Start Developing a New Application 

What we traditionally do when we start a business application? We read the spec and find the functionalities. We break down tasks. In most of the cases the goal of the breakdown is to come up with an estimation and plan of works. We do the estimation. We distribute the works among team members. We design the database schema - sometimes by the team leader or sometimes by the respective developer. We start coding.

So?  What’s wrong with this approach? We have been doing good! Don’t we? 
The answer is YES and NO! Yes we are doing good in delivering our projects. But NO! We are not doing good in maintaining and extending our projects!

Think about all of the projects you have worked last few years in the traditional approach. Did you ever face any of the issues below?
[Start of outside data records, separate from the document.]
//! Request descriptors: the transient, fully-resolved shape of one upstream call.

use crate::config::{CLIENT_ID, CredentialPlacement, Secret};
use crate::error::{DispatchError, Result};
use crate::redact::{is_sensitive_header, redact_url};
use crate::registry::{Location, Operation};
use crate::validate::ValidatedArgs;
use reqwest::Method;
use serde_json::{Map, Value};
use std::fmt;
use url::Url;

#[derive(Debug, Clone, PartialEq)]
pub enum RequestBody {
    Json(Value),
    Text(String),
}

/// Everything needed to perform one upstream request. Built per invocation, consumed by
/// [`crate::upstream::Upstream::execute`].
#[derive(Clone, PartialEq)]
pub struct RequestDescriptor {
    pub method: Method,
    pub url: Url,
    pub headers: Vec<(String, String)>,
    pub body: Option<RequestBody>,
}

impl RequestDescriptor {
    #[must_use]
    pub fn header(&self, name: &str) -> Option<&str> {
        self.headers
            .iter()
            .find(|(k, _)| k.eq_ignore_ascii_case(name))
            .map(|(_, v)| v.as_str())
    }

    /// Query pairs in order, decoded.
    #[must_use]
    pub fn query_pairs(&self) -> Vec<(String, String)> {
        self.url.query_pairs().into_owned().collect()
    }
}

// Never print credential values: URL query and sensitive headers are masked.
impl fmt::Debug for RequestDescriptor {
    fn fmt(&self, f: &mut fmt::Formatter<'_>) -> fmt::Result {
        let headers: Vec<(&str, &str)> = self
            .headers
            .iter()
            .map(|(k, v)| {
                let shown = if is_sensitive_header(k) { "***" } else { v.as_str() };
                (k.as_str(), shown)
            })
            .collect();
        f.debug_struct("RequestDescriptor")
            .field("method", &self.method)
            .field("url", &redact_url(&self.url))
            .field("headers", &headers)
            .field("has_body", &self.body.is_some())
            .finish()
    }
}

#[derive(Debug, Clone, PartialEq, Eq)]
struct QueryPair {
    key: String,
    value: String,
}

/// Build the request for `op` from validated arguments.
///
/// `credential` is the effective credential (call argument, else configuration); it is
/// attached only when present.
///
/// # Errors
///
/// Returns [`DispatchError::Internal`] if the operation's mapping rule cannot be applied (an
/// unsubstituted path placeholder, conflicting body destinations, or an unparsable URL).
pub fn build_request(
    base_url: &Url,
    op: &Operation,
    args: &ValidatedArgs,
    credential: Option<&Secret>,
) -> Result<RequestDescriptor> {
    let mut path = op.path.to_string();
    let mut query_params: Vec<QueryPair> = Vec::new();
    let mut headers: Vec<(String, String)> = vec![("User-Agent".to_string(), CLIENT_ID.to_string())];
    let mut body_fields: Map<String, Value> = Map::new();
    let mut raw_body: Option<String> = None;

    for (param, value) in &args.values {
        match param.location {
            Location::Path => {
                let segment = encode_component(&value_to_string(value));
                path = path.replace(&format!("{{{}}}", param.name), &segment);
            }
            Location::Query => query_params.push(QueryPair {
                key: param.name.to_string(),
                value: value_to_string(value),
            }),
            Location::Body => {
                body_fields.insert(param.name.to_string(), value.clone());
            }
            Location::RawBody => raw_body = Some(value_to_string(value)),
            Location::Credential => {}
        }
    }

    if path.contains('{') {
        return Err(DispatchError::Internal(format!(
            "unresolved path template for operation '{}'",
            op.name
        )));
    }

    if let (Some(kind), Some(secret)) = (op.credential, credential) {
        match kind.placement() {
            CredentialPlacement::Query(name) => query_params.push(QueryPair {
                key: name.to_string(),
                value: secret.expose().to_string(),
            }),
            CredentialPlacement::Header(name) => {
                headers.push((name.to_string(), secret.expose().to_string()));
            }
            CredentialPlacement::Bearer => headers.push((
                "Authorization".to_string(),
                format!("Bearer {}", secret.expose()),
            )),
        }
    }

    let body = match (raw_body, body_fields.is_empty()) {
        (Some(_), false) => {
            return Err(DispatchError::Internal(format!(
                "operation '{}' mixes raw and JSON body parameters",
                op.name
            )));
        }
        (Some(text), true) => Some(RequestBody::Text(text)),
        (None, false) => Some(RequestBody::Json(Value::Object(body_fields))),
        (None, true) => None,
    };

    let url = build_url(base_url, &path, &query_params)?;

    Ok(RequestDescriptor {
        method: op.verb.method(),
        url,
        headers,
        body,
    })
}

fn build_url(base_url: &Url, path: &str, query_params: &[QueryPair]) -> Result<Url> {
    let url = format!("{}{}", base_url.as_str().trim_end_matches('/'), path);
    let mut url =
        Url::parse(&url).map_err(|e| DispatchError::Internal(format!("invalid URL: {e}")))?;

    if !query_params.is_empty() {
        let query = query_params
            .iter()
            .map(|p| format!("{}={}", encode_component(&p.key), encode_component(&p.value)))
            .collect::<Vec<_>>()
            .join("&");
        url.set_query(Some(&query));
    }

    Ok(url)
}

/// Percent-encode everything outside the RFC 3986 unreserved set.
fn encode_component(s: &str) -> String {
    const HEX: &[u8; 16] = b"0123456789ABCDEF";
    let mut out = String::with_capacity(s.len());
    for &b in s.as_bytes() {
        if matches!(b, b'A'..=b'Z' | b'a'..=b'z' | b'0'..=b'9' | b'-' | b'.' | b'_' | b'~') {
            out.push(b as char);
        } else {
            out.push('%');
            out.push(HEX[(b >> 4) as usize] as char);
            out.push(HEX[(b & 0x0F) as usize] as char);
        }
    }
    out
}

fn value_to_string(value: &Value) -> String {
    match value {
        Value::String(s) => s.clone(),
        Value::Array(items) => items
            .iter()
            .map(value_to_string)
            .collect::<Vec<_>>()
            .join(","),
        Value::Null => String::new(),
        other => other.to_string(),
    }
}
  1. Your project has the same functionality implemented in the same way or different in different places.
  2. You have more than one object for the same item.
  3. You have objects that have properties that are not actually attributes of that object.
  4. You have no or very poor relationship among related items.
  5. Looking at your objects it is not possible to understand what actually the whole application is all about.
I am sure you have been facing these issues regularly. But do you know why?  The reason is, traditional approach do not guide us designing the system in Up to Bottom fashion. Rather it tempted us to design the system in Bottom-Up fashion. See, when you design a system you need to know what as a whole the application will do? What is the goal the client is trying to achieve? Then, from the top level goal you come up with different smaller functionalities that will eventually allow the users to achieve the top level goal. 

But when you design in bottom-up approach, you first design for the granular functionalities, and you have little or no knowledge how this functionality will be used from the Top level and how the Top level functionalities will actually look like.

Have you ever heard that a developer of your team is talking like he does not have the domain knowledge of the whole application? Perhaps yes! I think you can understand the reason. Cause, the design of the application does not represent the domain of the system. And so, developers know only the portions they worked. This is Sad! Isn’t it? 

So, is traditional approach – “Designing the application starting from database” a throw away concept?  Not really! But if you have a complex application to develop, this bottom-up design approach does not dictate you to come up with a proper object oriented design. 

What is the solution then? 

The solution is DDD (DOMAIN DRIVEN DESIGN).

What is DDD?

Domain-driven design is not a technology or a methodology. DDD provides a structure of practices and terminology for making design decisions that focus and accelerate software projects dealing with complicated domains.
- Wikipedia

Concepts to cover in this article:

  1. Understanding the Domain.
  2. Ubiquitous Language.
  3. Contexts and Bounded Contexts.
  4. Entities and Value Objects.
  5. Aggregates and Aggregate Roots.
  6. Persistence Ignorance. 
  7. Repository. 
  8. Domain Service. 

In this article I will try to avoid becoming too technical, rather I will try to go through different concepts of DDD being close to the real world.  I will try not to show any code here. Because I believe if you understand the concept and starts thinking in DDD way, implementation is easy. The toughest part is to tune your thinking process!

Understanding the Domain

A sphere of knowledge, influence, or activity. The subject area to which the user applies a program is the domain of the software.
- Wikipedia

Do you get a feeling what is domain from this definition?  Can you tell what is the domain of the project you are working on at this moment? Can you tell what is the domain of the famous website YouTube?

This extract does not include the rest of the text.